What is expected |
Gather the lines from the material that contain "stack".

= = = = =

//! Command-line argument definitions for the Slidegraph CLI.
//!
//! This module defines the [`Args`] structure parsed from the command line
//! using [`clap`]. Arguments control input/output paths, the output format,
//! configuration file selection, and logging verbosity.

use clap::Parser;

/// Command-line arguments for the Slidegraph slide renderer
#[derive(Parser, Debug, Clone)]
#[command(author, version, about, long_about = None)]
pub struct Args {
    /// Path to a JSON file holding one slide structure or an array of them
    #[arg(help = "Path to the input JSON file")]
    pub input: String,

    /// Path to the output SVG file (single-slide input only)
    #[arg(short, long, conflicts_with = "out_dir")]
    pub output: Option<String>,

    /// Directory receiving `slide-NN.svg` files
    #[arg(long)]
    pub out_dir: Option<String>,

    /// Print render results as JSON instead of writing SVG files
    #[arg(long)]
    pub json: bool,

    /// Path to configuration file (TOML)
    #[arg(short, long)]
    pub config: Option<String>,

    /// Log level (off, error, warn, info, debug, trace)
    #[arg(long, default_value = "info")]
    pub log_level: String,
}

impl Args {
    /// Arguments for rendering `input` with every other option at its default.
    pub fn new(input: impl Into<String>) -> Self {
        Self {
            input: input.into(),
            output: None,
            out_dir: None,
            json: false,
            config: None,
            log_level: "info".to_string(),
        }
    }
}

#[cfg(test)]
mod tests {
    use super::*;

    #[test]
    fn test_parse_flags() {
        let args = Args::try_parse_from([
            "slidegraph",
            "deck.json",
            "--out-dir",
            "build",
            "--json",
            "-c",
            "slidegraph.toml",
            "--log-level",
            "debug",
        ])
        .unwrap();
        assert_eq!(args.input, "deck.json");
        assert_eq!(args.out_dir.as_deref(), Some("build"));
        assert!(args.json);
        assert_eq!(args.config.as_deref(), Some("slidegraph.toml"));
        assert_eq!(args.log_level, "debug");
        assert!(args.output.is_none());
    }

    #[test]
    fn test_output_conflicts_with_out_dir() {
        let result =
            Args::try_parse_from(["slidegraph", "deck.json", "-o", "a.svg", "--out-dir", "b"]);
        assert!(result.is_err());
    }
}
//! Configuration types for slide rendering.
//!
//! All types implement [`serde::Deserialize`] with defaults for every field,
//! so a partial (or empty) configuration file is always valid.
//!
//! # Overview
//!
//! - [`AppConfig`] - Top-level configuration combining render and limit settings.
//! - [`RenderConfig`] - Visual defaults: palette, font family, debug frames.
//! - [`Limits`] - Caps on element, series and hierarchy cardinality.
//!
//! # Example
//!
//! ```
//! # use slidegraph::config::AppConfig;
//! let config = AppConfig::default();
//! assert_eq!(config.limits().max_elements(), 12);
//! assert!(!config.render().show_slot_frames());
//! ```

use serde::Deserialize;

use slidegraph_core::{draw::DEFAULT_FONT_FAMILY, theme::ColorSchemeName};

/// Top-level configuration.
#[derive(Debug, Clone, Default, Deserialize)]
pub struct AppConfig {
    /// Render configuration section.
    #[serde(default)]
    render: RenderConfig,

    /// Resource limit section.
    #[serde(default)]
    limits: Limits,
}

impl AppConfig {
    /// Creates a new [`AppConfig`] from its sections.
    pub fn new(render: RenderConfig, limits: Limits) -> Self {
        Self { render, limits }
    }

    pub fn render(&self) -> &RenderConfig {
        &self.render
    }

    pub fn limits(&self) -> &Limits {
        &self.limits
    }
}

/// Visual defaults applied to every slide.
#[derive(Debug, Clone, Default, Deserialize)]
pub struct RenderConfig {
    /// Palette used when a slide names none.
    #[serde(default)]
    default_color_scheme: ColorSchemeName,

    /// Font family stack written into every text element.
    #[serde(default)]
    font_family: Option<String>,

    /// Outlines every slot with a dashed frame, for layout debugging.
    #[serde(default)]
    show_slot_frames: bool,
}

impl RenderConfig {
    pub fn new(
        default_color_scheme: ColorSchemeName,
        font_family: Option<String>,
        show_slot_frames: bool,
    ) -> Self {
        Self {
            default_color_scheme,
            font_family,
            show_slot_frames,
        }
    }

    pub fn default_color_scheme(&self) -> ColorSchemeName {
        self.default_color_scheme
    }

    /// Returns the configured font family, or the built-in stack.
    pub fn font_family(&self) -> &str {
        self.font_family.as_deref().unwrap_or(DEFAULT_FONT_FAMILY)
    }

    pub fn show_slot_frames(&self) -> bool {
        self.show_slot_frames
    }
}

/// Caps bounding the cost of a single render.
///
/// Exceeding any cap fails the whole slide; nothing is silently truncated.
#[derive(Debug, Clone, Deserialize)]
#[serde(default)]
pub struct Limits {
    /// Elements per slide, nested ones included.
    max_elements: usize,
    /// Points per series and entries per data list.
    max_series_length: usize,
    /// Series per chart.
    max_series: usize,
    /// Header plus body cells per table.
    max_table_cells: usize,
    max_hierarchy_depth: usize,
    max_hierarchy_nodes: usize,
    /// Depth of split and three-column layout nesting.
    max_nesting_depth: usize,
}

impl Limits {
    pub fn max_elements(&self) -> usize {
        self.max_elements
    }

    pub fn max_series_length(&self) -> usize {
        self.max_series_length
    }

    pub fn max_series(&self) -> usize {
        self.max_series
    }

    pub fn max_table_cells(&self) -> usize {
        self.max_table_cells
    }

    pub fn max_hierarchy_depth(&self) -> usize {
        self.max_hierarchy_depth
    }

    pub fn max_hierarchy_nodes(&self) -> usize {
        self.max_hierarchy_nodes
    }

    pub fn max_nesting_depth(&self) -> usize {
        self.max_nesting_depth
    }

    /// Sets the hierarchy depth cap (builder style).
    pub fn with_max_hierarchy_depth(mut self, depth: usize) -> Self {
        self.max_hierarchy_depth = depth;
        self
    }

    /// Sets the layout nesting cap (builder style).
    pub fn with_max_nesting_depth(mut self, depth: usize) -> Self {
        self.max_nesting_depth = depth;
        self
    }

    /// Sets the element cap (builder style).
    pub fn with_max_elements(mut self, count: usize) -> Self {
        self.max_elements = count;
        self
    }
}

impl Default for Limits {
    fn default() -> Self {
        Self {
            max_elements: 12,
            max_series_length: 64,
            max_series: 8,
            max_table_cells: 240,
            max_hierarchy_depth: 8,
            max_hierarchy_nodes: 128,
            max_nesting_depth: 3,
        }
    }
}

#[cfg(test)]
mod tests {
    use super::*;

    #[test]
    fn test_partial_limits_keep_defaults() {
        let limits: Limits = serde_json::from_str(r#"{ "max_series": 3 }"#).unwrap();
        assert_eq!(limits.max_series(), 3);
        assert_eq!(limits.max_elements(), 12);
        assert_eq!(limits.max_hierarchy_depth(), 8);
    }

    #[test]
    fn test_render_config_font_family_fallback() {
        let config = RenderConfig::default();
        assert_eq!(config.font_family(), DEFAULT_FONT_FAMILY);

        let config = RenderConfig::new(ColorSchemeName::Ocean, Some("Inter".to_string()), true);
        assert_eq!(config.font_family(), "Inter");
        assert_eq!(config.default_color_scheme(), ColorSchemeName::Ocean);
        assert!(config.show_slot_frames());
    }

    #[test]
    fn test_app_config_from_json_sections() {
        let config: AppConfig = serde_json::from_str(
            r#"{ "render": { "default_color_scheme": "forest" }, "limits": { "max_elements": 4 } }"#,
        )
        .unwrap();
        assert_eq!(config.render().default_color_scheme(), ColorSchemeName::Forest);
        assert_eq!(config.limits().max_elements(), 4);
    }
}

= = = = =

Response |
    /// Font family stack written into every text element.
    /// Returns the configured font family, or the built-in stack.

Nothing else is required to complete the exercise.